The Legislative Black Caucus and the Alabama Democratic Conference sued to overturn the maps in 2012. The legislators argued that the maps packed black voters into a certain number of districts, making it hard to build coalitions with like-minded white voters and muting the voices of blacks in the political process.
Pildes told the court Tuesday that "racial factors took priority over all other factors," and that the people who drew the maps took other factors into consideration only "insofar as they reached these racial floors."
Andrew Brasher, solicitor general for Alabama, said in arguments to the panel that the plaintiffs had "conceded we have a compelling interest in satisfying the VRA." Brasher also said plaintiffs had presented no evidence that race was the primary factor in the creation of the districts.
The panel upheld the maps in 2013. But the U.S. Supreme Court remanded the decision in March, saying the judges needed to reconsider how race affected the districts.
Pryor and William Watkins, chief district judge for the U.S Middle District of Alabama, voted to uphold the map in 2013. Thompson, saying it created "racial quotas," dissented. In arguments Tuesday, the judges indicated the Supreme Court's guidelines raised questions about the map.

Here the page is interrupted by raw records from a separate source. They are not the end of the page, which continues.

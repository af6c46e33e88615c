//! Content directory scanning.
//!
//! Stage 1 of the quire pipeline. Walks the content root and splits what it
//! finds into two inputs for the later stages:
//!
//! - **Source units**: every file with a content extension (`.md`,
//!   `.markdown` by default), read into memory with its relative path.
//! - **Asset set**: every file under the root, as `/`-separated relative
//!   paths. The resolver checks diagram embeds and relative links against it.
//!
//! ## Directory Structure
//!
//! ```text
//! content/
//! ├── config.toml                          # Pipeline config (not an asset)
//! ├── posts/
//! │   ├── domain-driven-design.md          # Document posts/domain-driven-design
//! │   ├── clean-architecture/
//! │   │   ├── index.md                     # Document posts/clean-architecture
//! │   │   └── layers.mmd                   # Diagram asset
//! │   └── error-handling.md
//! ├── diagrams/
//! │   └── bounded-contexts.mmd
//! └── .drafts/                             # Hidden = skipped
//! ```
//!
//! Entries are visited in file-name order so the unit list, and everything
//! derived from it, is identical between runs on unchanged input.

use crate::config::{CONFIG_FILENAME, PipelineConfig};
use crate::naming;
use std::collections::BTreeSet;
use std::fs;
use std::path::{Path, PathBuf};
use thiserror::Error;
use walkdir::{DirEntry, WalkDir};

#[derive(Error, Debug)]
pub enum ScanError {
    #[error("IO error: {0}")]
    Io(#[from] std::io::Error),
    #[error("Directory walk failed: {0}")]
    Walk(#[from] walkdir::Error),
    #[error("Content root is not a directory: {0}")]
    NotADirectory(PathBuf),
}

/// One raw content file: front matter plus body, not yet parsed.
///
/// Bytes are kept undecoded; a file that is not UTF-8 fails in the parser
/// and is excluded on its own.
#[derive(Debug, Clone)]
pub struct SourceUnit {
    /// Content-root-relative path, `/`-separated.
    pub rel_path: String,
    pub bytes: Vec<u8>,
}

impl SourceUnit {
    pub fn new(rel_path: impl Into<String>, text: impl Into<String>) -> Self {
        Self::from_bytes(rel_path, text.into().into_bytes())
    }

    pub fn from_bytes(rel_path: impl Into<String>, bytes: Vec<u8>) -> Self {
        Self {
            rel_path: rel_path.into(),
            bytes,
        }
    }

    pub fn text(&self) -> Result<&str, std::str::Utf8Error> {
        std::str::from_utf8(&self.bytes)
    }
}

/// Known asset paths under the content root.
#[derive(Debug, Clone, Default)]
pub struct AssetSet {
    paths: BTreeSet<String>,
}

impl AssetSet {
    pub fn new() -> Self {
        Self::default()
    }

    pub fn insert(&mut self, rel_path: impl Into<String>) {
        self.paths.insert(rel_path.into());
    }

    pub fn contains(&self, rel_path: &str) -> bool {
        self.paths.contains(rel_path)
    }

    pub fn len(&self) -> usize {
        self.paths.len()
    }

    pub fn is_empty(&self) -> bool {
        self.paths.is_empty()
    }

    pub fn iter(&self) -> impl Iterator<Item = &str> {
        self.paths.iter().map(String::as_str)
    }
}

impl<S: Into<String>> FromIterator<S> for AssetSet {
    fn from_iter<I: IntoIterator<Item = S>>(iter: I) -> Self {
        Self {
            paths: iter.into_iter().map(Into::into).collect(),
        }
    }
}

/// Everything the scan stage found under a content root.
#[derive(Debug, Default)]
pub struct Sources {
    pub units: Vec<SourceUnit>,
    pub assets: AssetSet,
}

/// Walk `root`, reading content files and recording every asset path.
pub fn scan(root: &Path, config: &PipelineConfig) -> Result<Sources, ScanError> {
    if !root.is_dir() {
        return Err(ScanError::NotADirectory(root.to_path_buf()));
    }

    let mut sources = Sources::default();

    let walker = WalkDir::new(root)
        .sort_by_file_name()
        .into_iter()
        .filter_entry(|e| e.depth() == 0 || !is_skipped(e, config));

    for entry in walker {
        let entry = entry?;
        if !entry.file_type().is_file() {
            continue;
        }
        // Only the root config file is pipeline configuration; a nested
        // config.toml is ordinary content.
        if entry.depth() == 1 && entry.file_name() == CONFIG_FILENAME {
            continue;
        }

        let rel = entry.path().strip_prefix(root).unwrap_or(entry.path());
        let rel_path = naming::to_slash(rel);

        if is_content_file(entry.path(), config) {
            let bytes = fs::read(entry.path())?;
            sources.units.push(SourceUnit::from_bytes(rel_path.clone(), bytes));
        }
        sources.assets.insert(rel_path);
    }

    Ok(sources)
}

/// Hidden entries and configured ignore names are pruned with their subtrees.
fn is_skipped(entry: &DirEntry, config: &PipelineConfig) -> bool {
    let name = entry.file_name().to_string_lossy();
    name.starts_with('.') || config.content.ignore.iter().any(|i| i.as_str() == name.as_ref())
}

fn is_content_file(path: &Path, config: &PipelineConfig) -> bool {
    path.extension()
        .map(|e| config.content.is_content_extension(&e.to_string_lossy()))
        .unwrap_or(false)
}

"I think there are some districts that to me, at least, are problematic," Pryor told Brasher during arguments. "I think there are some districts where you have a problem."
Watkins went further, saying the judges were likely to order some "remedy" over the maps.
Brasher argued some districts in predominantly black areas, such as Birmingham and the Black Belt, were going to maintain their populations levels due to the surrounding areas, and said "context" was critical. He also argued that the plaintiffs had plenty of time to submit an alternative map since the Supreme Court ruling.
"The reasonable inference is if they submitted such a plan, it would look like our plan," he said.
"It would be a reasonable inference if they declined to do so," Pryor replied, referring to his offer earlier in the hearing.
Pryor also appeared nonplussed when John Tanner, an attorney for the Alabama Democratic Conference, said the plaintiffs' use of the Legislature's strict standard could result in "29 or 30" majority-minority House districts, up from the current 27.
"I'd be real cautious," Pryor said.
Attorneys on both sides said after the hearing expressed optimism over the proceedings. Alabama Attorney General Luther Strange, who did not make an argument in the hearing, said the plaintiffs "have to prove" that race was the predominant factor in the creation of the maps.
"I think the court is trying to figure out what the Supreme Court of the United States wants it to do," he said.
James Anderson, an attorney for the legislators, said a proposed remedy for their side "won't be based primarily on race."
"You don't have to have 70 percent black population for black voters to (have) the representative of their choice," he said.
If the court ordered new maps drawn, new elections would follow. Anderson said the plaintiffs wanted to see that in 2016, though experts suggest it could be longer.
Roughly 20 legislators attended the hearing Tuesday morning. All but three were Democrats.